Teresa iba a encontrar ayuda en el lecho de su padre moribundo. Finalizando 1543, Teresa volvió a su casa para cuidar a su padre muy enfermo. «Fuíle yo a curar, estando más enferma en el alma que él en el cuerpo, en muchas vanidades, aunque no de manera que estuviese en pecado mortal en este período más perdido que indigno».
En la casa paterna pudo meditar lo ocurrido en el tiempo transcurrido desde su salida de aquella y, sobre todo, le ayudó la mirada del anciano padre que volvía hacia ella sus ojos intentando que le comprendiera y reformara su vida.
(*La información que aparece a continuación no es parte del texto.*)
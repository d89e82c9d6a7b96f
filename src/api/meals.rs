use axum::{
    Json,
    extract::{Path, State},
    http::StatusCode,
};
use serde::Deserialize;
use serde_json::{Value, json};

use super::JsonBody;
use crate::AppState;
use crate::domain::{Meal, MealChanges, summarize};
use crate::error::{ApiError, ApiResult};
use crate::security::SessionUser;
use crate::validation::Validator;

/// Path of a single meal. The owning `user_id` is checked by [`SessionUser`].
#[derive(Debug, Deserialize)]
pub struct MealPath {
    meal_id: String,
}

/// GET /users/{user_id}/meals - Every meal of the user, oldest first
pub async fn list_meals(
    State(state): State<AppState>,
    session: SessionUser,
) -> ApiResult<Json<Value>> {
    let meals = state.persistence.list_meals(session.user.id).await?;
    Ok(Json(json!({ "meals": meals })))
}

/// GET /users/{user_id}/meals/summary - Diet adherence summary
pub async fn summary(
    State(state): State<AppState>,
    session: SessionUser,
) -> ApiResult<Json<Value>> {
    let meals = state.persistence.list_meals(session.user.id).await?;
    let summary = summarize(&meals);

    tracing::debug!(
        user_id = %session.user.id,
        amount = summary.amount,
        best_sequence = summary.best_sequence_in_diet.len(),
        "Computed meal summary"
    );

    Ok(Json(json!({ "summary": summary })))
}

/// GET /users/{user_id}/meals/{meal_id} - A single meal
pub async fn get_meal(
    State(state): State<AppState>,
    session: SessionUser,
    Path(path): Path<MealPath>,
) -> ApiResult<Json<Value>> {
    let mut v = Validator::new();
    let meal_id = v.uuid("mealId", &path.meal_id);
    let meal_id = v.finish_with(meal_id)?;

    let meal = state
        .persistence
        .get_meal(session.user.id, meal_id)
        .await?
        .ok_or(ApiError::MealNotFound)?;

    Ok(Json(json!({ "meal": meal })))
}

/// POST /users/{user_id}/meals - Log a meal
pub async fn create_meal(
    State(state): State<AppState>,
    session: SessionUser,
    JsonBody(body): JsonBody,
) -> ApiResult<(StatusCode, Json<Value>)> {
    let mut v = Validator::new();
    let fields = v.object(&body);
    let name = fields.and_then(|b| v.required_string(b, "name"));
    let description = fields.and_then(|b| v.optional_string(b, "description"));
    let in_diet = fields.and_then(|b| v.required_bool(b, "inDiet"));
    let consumed_at = fields.and_then(|b| v.optional_timestamp(b, "consumedAt"));
    let (name, in_diet) = v.finish_with(name.zip(in_diet))?;

    let meal = Meal::new(session.user.id, name, description, in_diet, consumed_at);
    state.persistence.create_meal(&meal).await?;

    tracing::info!(user_id = %meal.user_id, meal_id = %meal.id, in_diet = meal.in_diet, "Created meal");

    Ok((StatusCode::CREATED, Json(json!({ "meal": meal }))))
}

/// PUT /users/{user_id}/meals/{meal_id} - Change some fields of a meal
pub async fn update_meal(
    State(state): State<AppState>,
    session: SessionUser,
    Path(path): Path<MealPath>,
    JsonBody(body): JsonBody,
) -> ApiResult<Json<Value>> {
    let mut v = Validator::new();
    let meal_id = v.uuid("mealId", &path.meal_id);
    let fields = v.object(&body);
    let changes = MealChanges {
        name: fields.and_then(|b| v.optional_name(b, "name")),
        description: fields.and_then(|b| v.optional_string(b, "description")),
        in_diet: fields.and_then(|b| v.optional_bool(b, "inDiet")),
        consumed_at: fields.and_then(|b| v.optional_timestamp(b, "consumedAt")),
    };
    let meal_id = v.finish_with(meal_id)?;

    let mut meal = state
        .persistence
        .get_meal(session.user.id, meal_id)
        .await?
        .ok_or(ApiError::MealNotFound)?;

    if !changes.is_empty() {
        meal.apply(changes);
        if !state.persistence.update_meal(&meal).await? {
            // Deleted between the read and the write.
            return Err(ApiError::MealNotFound);
        }
    }

    Ok(Json(json!({ "meal": meal })))
}

/// DELETE /users/{user_id}/meals/{meal_id} - Forget a meal
pub async fn delete_meal(
    State(state): State<AppState>,
    session: SessionUser,
    Path(path): Path<MealPath>,
) -> ApiResult<StatusCode> {
    let mut v = Validator::new();
    let meal_id = v.uuid("mealId", &path.meal_id);
    let meal_id = v.finish_with(meal_id)?;

    if !state.persistence.delete_meal(session.user.id, meal_id).await? {
        return Err(ApiError::MealNotFound);
    }

    tracing::info!(user_id = %session.user.id, %meal_id, "Deleted meal");
    Ok(StatusCode::NO_CONTENT)
}
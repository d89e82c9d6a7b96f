//! Users, meals and the diet summary computed over them.

pub mod meal;
pub mod summary;
pub mod user;

pub use meal::{Meal, MealChanges};
pub use summary::{Summary, summarize};
pub use user::User;

use chrono::{DateTime, SubsecRound, Utc};

/// Microseconds are the finest precision both SQLite text and Postgres
/// `TIMESTAMPTZ` round-trip, so stored times never carry more.
pub(crate) fn stored_time(at: DateTime<Utc>) -> DateTime<Utc> {
    at.trunc_subsecs(6)
}

/// Current time at stored precision.
pub(crate) fn now() -> DateTime<Utc> {
    stored_time(Utc::now())
}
Teresa, que se creía tan alejada de Dios no dejó de traer a su padre consuelo y paz: «Padre, tú tienes devoción a Jesús con la cruz a cuestas. ¿No crees que su Majestad quiere darte parte en sus dolores cuando llevaba su cruz?». Murió muy cristianamente.
El padre Vicente Barrón, que asistió al moribundo, confesó a Teresa. Era un espíritu sereno, exigente y preciso. Ella le contó su estado de abandono espiritual en que se encontraba y le dijo que desde hacía tiempo no hacía oración. Las directrices que este dominico le dio eran muy claras y no dejaban lugar a las dudas y a los escrúpulos:
1.- Comulgar cada quince días.
2.- Reanudar la oración en cualquier circunstancia, pues siempre causa bien.
De esta forma la Teresa de Ahumada volvió a dejar paso a Teresa de Jesús. Nunca debía dejar la oración, la enferma no puede estar sin su remedio.
«Comencé a tornar a ella aunque no a quitarme de las ocasiones, y nunca más la dejé. Pasé una vida trabajosísima, porque en la oración entendía más mis faltas». Esto es lo que aquel maestro del espíritu había visto en Teresa. «Por una parte me llamaba Dios; por otra yo seguía al mundo. Parecía que quería concertar estos dos contrarios, tan enemigo uno del otro, como es vida espiritual y contentos y gustos y pasatiempos sensuales». Esta fue la gran lucha de Teresa durante muchos años, el mundo le atraía con una atracción que ella no era capaz de resistir y ella, débil, se dejaba arrastrar, aunque era consciente que detrás le estaba esperando aquel que nunca se cansa de esperarnos. Pero una cosa le mantenía la esperanza: siempre «ya estuvo arrimada a esta fuerte columna de la oración».